NEWTON, Mass., May 22, 2019 – Cheetah Medical, a Boston-based leader in non-invasive fluid management, today announced new results of two sepsis data analyses utilizing Cheetah Medical technology. The findings were presented at the 2019 American Thoracic Society Conference (ATS), May 17-22 in Dallas, Texas.

These data are part of continued interim results from the completed Fluid Responsiveness Evaluation in Sepsis-associated Hypotension (FRESH) study and indicate that a septic patient’s fluid responsiveness state may change over the first 72 hours. These interim results were presented by lead investigator Ivor Douglas, M.D., FRCP, Denver Health Medical Center, in poster sessions (P784 and P818). Dr. Douglas will be present Wednesday, May 22nd, 9:15 a.m. – 1:00 p.m. to discuss these data.

“There is an accumulating body of evidence pointing to the importance of fluid responsiveness and the highly dynamic and changing physiology of the circulation during the critical initial 72 hours of therapy in septic patients,” said Dr. Douglas. “Our studies highlight that frequently checking fluid responsiveness can guide clinicians to ensure that the IV fluid they give will be effective therapy – avoiding unnecessary fluid and complications.”

“Interim data like these continue to validate our confidence in the critical role fluid monitoring and management play in treating septic patients,” said Chris Hutchison, President and CEO of Cheetah Medical. “We look forward to sharing the complete results, anticipated later this year.”

Physiology of Fluid Responsiveness in Sepsis – Abstract A6002 / P818

In this analysis, a total of 605 Passive Leg Raise (PLR) assessments were performed in 84 patients over a 72-hour monitoring period. Patients were separated into six different groups based on the percentage of fluid responsiveness (FR) PLRs.

Results of this study found that patient’s FR changes frequently over the first 72 hours of therapy in patients with septic shock. When used to guide fluid therapy, measurement of FR should continue to occur over the first 72 hours.

Within the subject group of this study, a small group of patients (SV increased ≥ 10%) were always fluid responsive and another group of patients was never fluid responsive. However, groups 3-5, which included the majority of patients, exhibited FR rates between 5-75%.

Decreased Change in Stroke Volume in Patients with Sepsis and Septic Shock – Abstract A6694 / P784

Utilizing the same 84 patients from the first analysis, this study also observed a total of 605 Passive Leg Raise (PLR) assessments over a 72-hour monitoring period. Similarly, patients were split into six different groups based on the percentage of fluid responsiveness (FR) PLRs.

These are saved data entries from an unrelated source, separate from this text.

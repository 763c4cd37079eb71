// Copyright (c) 2025 Felix Kahle.
//
// Permission is hereby granted, free of charge, to any person obtaining
// a copy of this software and associated documentation files (the
// "Software"), to deal in the Software without restriction, including
// without limitation the rights to use, copy, modify, merge, publish,
// distribute, sublicense, and/or sell copies of the Software, and to
// permit persons to whom the Software is furnished to do so, subject to
// the following conditions:
//
// The above copyright notice and this permission notice shall be
// included in all copies or substantial portions of the Software.
//
// THE SOFTWARE IS PROVIDED "AS IS", WITHOUT WARRANTY OF ANY KIND,
// EXPRESS OR IMPLIED, INCLUDING BUT NOT LIMITED TO THE WARRANTIES OF
// MERCHANTABILITY, FITNESS FOR A PARTICULAR PURPOSE AND
// NONINFRINGEMENT. IN NO EVENT SHALL THE AUTHORS OR COPYRIGHT HOLDERS BE
// LIABLE FOR ANY CLAIM, DAMAGES OR OTHER LIABILITY, WHETHER IN AN ACTION
// OF CONTRACT, TORT OR OTHERWISE, ARISING FROM, OUT OF OR IN CONNECTION
// WITH THE SOFTWARE OR THE USE OR OTHER DEALINGS IN THE SOFTWARE.

use cohort_alloc_model::{
    calendar::AlignmentError,
    err::{InvalidParamsError, ProblemBuildError},
    generator::InstanceGenConfigBuildError,
    normalize::NormalizeError,
    poll::PollError,
    schedule::ScheduleValidationError,
};
use cohort_alloc_solver::engine::ScheduleError;
use std::{fmt::Display, path::PathBuf};

#[derive(Debug)]
pub enum CliError {
    Io { path: PathBuf, source: std::io::Error },
    Json { path: PathBuf, source: serde_json::Error },
    Poll { path: PathBuf, source: PollError },
    Alignment(AlignmentError),
    Normalize(NormalizeError<i64>),
    Params(InvalidParamsError<i64>),
    Build(ProblemBuildError<i64>),
    Instance(InstanceGenConfigBuildError<i64>),
    Schedule {
        track: Option<String>,
        source: ScheduleError<i64>,
    },
    Invalid {
        track: Option<String>,
        source: ScheduleValidationError<i64>,
    },
}

impl Display for CliError {
    fn fmt(&self, f: &mut std::fmt::Formatter<'_>) -> std::fmt::Result {
        match self {
            CliError::Io { path, source } => write!(f, "{}: {}", path.display(), source),
            CliError::Json { path, source } => write!(f, "{}: {}", path.display(), source),
            CliError::Poll { path, source } => write!(f, "{}: {}", path.display(), source),
            CliError::Alignment(e) => write!(f, "{e}"),
            CliError::Normalize(e) => write!(f, "{e}"),
            CliError::Params(e) => write!(f, "{e}"),
            CliError::Build(e) => write!(f, "{e}"),
            CliError::Instance(e) => write!(f, "{e}"),
            CliError::Schedule {
                track: Some(track),
                source,
            } => write!(f, "Track {track}: {source}"),
            CliError::Schedule {
                track: None,
                source,
            } => write!(f, "{source}"),
            CliError::Invalid {
                track: Some(track),
                source,
            } => write!(f, "Track {track}: schedule failed validation: {source}"),
            CliError::Invalid {
                track: None,
                source,
            } => write!(f, "Schedule failed validation: {source}"),
        }
    }
}

impl std::error::Error for CliError {
    fn source(&self) -> Option<&(dyn std::error::Error + 'static)> {
        match self {
            CliError::Io { source, .. } => Some(source),
            CliError::Json { source, .. } => Some(source),
            CliError::Poll { source, .. } => Some(source),
            CliError::Alignment(e) => Some(e),
            CliError::Normalize(e) => Some(e),
            CliError::Params(e) => Some(e),
            CliError::Build(e) => Some(e),
            CliError::Instance(e) => Some(e),
            CliError::Schedule { source, .. } => Some(source),
            CliError::Invalid { source, .. } => Some(source),
        }
    }
}

impl From<AlignmentError> for CliError {
    fn from(value: AlignmentError) -> Self {
        CliError::Alignment(value)
    }
}

impl From<NormalizeError<i64>> for CliError {
    fn from(value: NormalizeError<i64>) -> Self {
        CliError::Normalize(value)
    }
}

impl From<InvalidParamsError<i64>> for CliError {
    fn from(value: InvalidParamsError<i64>) -> Self {
        CliError::Params(value)
    }
}

impl From<ProblemBuildError<i64>> for CliError {
    fn from(value: ProblemBuildError<i64>) -> Self {
        CliError::Build(value)
    }
}

impl From<InstanceGenConfigBuildError<i64>> for CliError {
    fn from(value: InstanceGenConfigBuildError<i64>) -> Self {
        CliError::Instance(value)
    }
}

Key findings from this study indicate that patients who remain primarily fluid non-responsive (pre-load independent) are more likely to demonstrate negative PLRs which have been previously associated with ECHO-confirmed LV/RV dysfunction. Specifically, within the subject group of the trial, 17% of patients across the six groups exhibited a ΔSV<0 at least once after receiving initial resuscitation fluid of 2.3 (+/- 0.6) L.

About the FRESH Study

The Fluid Responsiveness Evaluation in Sepsis-associated Hypotension study (FRESH) is a prospective, randomized, controlled study evaluating the incidence of fluid responsiveness (FR) in critically ill patients with sepsis or septic shock. The study completed enrollment on March 14, 2019 following successful primary outcomes. The objective of the FRESH study is to assess the mean difference in fluid balance at intensive care unit (ICU) discharge and associated patient outcomes, based on a dynamic assessment of FR in septic patients with refractory hypotension in an ICU setting. Interim results are anticipated in mid-to-late 2019.

About Cheetah Medical

Cheetah Medical is the pioneer and leading global provider of 100 percent non-invasive fluid management monitoring technologies, designed for use in critical care, operating room and emergency department settings. The CHEETAH Starling™ SV is fast becoming the gold standard in fluid management, as it provides immediate, dynamic assessments of fluid responsiveness, enabling clinicians to make more confident and informed treatment for their patients. Moreover, recent research from the University of Kansas Medical Center has shown effective fluid management can reduce hospital ICU stays by an average of 2.89 days, reduce risk of mechanical ventilation and initiation of acute dialysis, saving over $14,000 in medical costs per patient. The company’s fluid management systems currently make an impact in more than 400 hospitals throughout the U.S. and in 30 countries worldwide.